● **What you have to do**: The response must consist of the lines below from the one with "original** (apenas para" through the one with "4. Use o nome", exactly as they appear and with both ends kept.
━━━━
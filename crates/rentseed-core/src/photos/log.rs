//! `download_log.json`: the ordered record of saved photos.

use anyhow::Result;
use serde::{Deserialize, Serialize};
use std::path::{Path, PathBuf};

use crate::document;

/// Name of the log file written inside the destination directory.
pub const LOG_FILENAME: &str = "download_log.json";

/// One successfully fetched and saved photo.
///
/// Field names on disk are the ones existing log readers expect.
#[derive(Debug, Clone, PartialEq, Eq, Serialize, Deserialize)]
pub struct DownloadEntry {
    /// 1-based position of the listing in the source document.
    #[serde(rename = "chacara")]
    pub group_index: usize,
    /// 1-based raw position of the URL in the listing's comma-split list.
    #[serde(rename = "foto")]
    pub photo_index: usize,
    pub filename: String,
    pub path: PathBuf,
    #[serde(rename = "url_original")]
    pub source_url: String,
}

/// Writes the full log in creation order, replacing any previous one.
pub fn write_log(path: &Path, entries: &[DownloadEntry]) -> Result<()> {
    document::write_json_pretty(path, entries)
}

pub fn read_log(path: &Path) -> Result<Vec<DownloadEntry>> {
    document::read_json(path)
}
━━━━
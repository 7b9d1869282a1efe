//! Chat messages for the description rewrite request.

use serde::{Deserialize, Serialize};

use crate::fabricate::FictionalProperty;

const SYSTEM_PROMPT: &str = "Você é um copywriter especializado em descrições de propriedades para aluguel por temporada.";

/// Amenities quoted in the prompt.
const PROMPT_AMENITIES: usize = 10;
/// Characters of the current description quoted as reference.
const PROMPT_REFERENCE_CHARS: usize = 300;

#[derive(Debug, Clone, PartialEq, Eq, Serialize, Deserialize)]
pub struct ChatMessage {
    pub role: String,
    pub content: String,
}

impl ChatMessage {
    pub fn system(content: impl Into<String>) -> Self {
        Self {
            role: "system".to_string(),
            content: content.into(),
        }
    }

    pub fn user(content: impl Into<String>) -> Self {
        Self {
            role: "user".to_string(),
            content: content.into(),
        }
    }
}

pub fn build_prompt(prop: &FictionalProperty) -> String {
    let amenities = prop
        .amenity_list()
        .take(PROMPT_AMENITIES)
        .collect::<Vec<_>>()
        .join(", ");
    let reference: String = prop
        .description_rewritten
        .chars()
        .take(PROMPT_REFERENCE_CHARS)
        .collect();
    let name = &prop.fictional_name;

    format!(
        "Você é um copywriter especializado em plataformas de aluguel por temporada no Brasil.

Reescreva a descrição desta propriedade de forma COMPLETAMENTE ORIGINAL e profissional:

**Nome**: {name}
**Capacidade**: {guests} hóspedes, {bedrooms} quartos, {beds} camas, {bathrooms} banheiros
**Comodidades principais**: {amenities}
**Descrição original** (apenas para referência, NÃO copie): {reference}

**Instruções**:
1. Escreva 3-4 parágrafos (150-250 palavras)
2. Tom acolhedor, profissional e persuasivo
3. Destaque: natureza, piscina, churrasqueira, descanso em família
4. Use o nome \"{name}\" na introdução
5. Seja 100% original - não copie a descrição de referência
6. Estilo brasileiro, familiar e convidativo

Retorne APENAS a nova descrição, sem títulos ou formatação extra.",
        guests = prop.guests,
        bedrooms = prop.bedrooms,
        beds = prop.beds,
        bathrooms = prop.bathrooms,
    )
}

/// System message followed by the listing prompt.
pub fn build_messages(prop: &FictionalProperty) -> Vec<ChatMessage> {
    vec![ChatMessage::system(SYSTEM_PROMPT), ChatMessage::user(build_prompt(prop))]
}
━━━━
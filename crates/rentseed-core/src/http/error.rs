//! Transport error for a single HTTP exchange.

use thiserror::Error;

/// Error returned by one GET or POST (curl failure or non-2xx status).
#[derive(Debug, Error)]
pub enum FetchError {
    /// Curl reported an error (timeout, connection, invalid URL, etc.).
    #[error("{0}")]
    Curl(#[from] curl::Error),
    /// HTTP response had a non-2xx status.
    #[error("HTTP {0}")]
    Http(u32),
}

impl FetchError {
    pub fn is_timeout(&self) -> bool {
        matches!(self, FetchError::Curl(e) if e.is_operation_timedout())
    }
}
━━━━
● **Exercise output**:
**Descrição original** (apenas para referência, NÃO copie): {reference}

**Instruções**:
1. Escreva 3-4 parágrafos (150-250 palavras)
2. Tom acolhedor, profissional e persuasivo
3. Destaque: natureza, piscina, churrasqueira, descanso em família
4. Use o nome \"{name}\" na introdução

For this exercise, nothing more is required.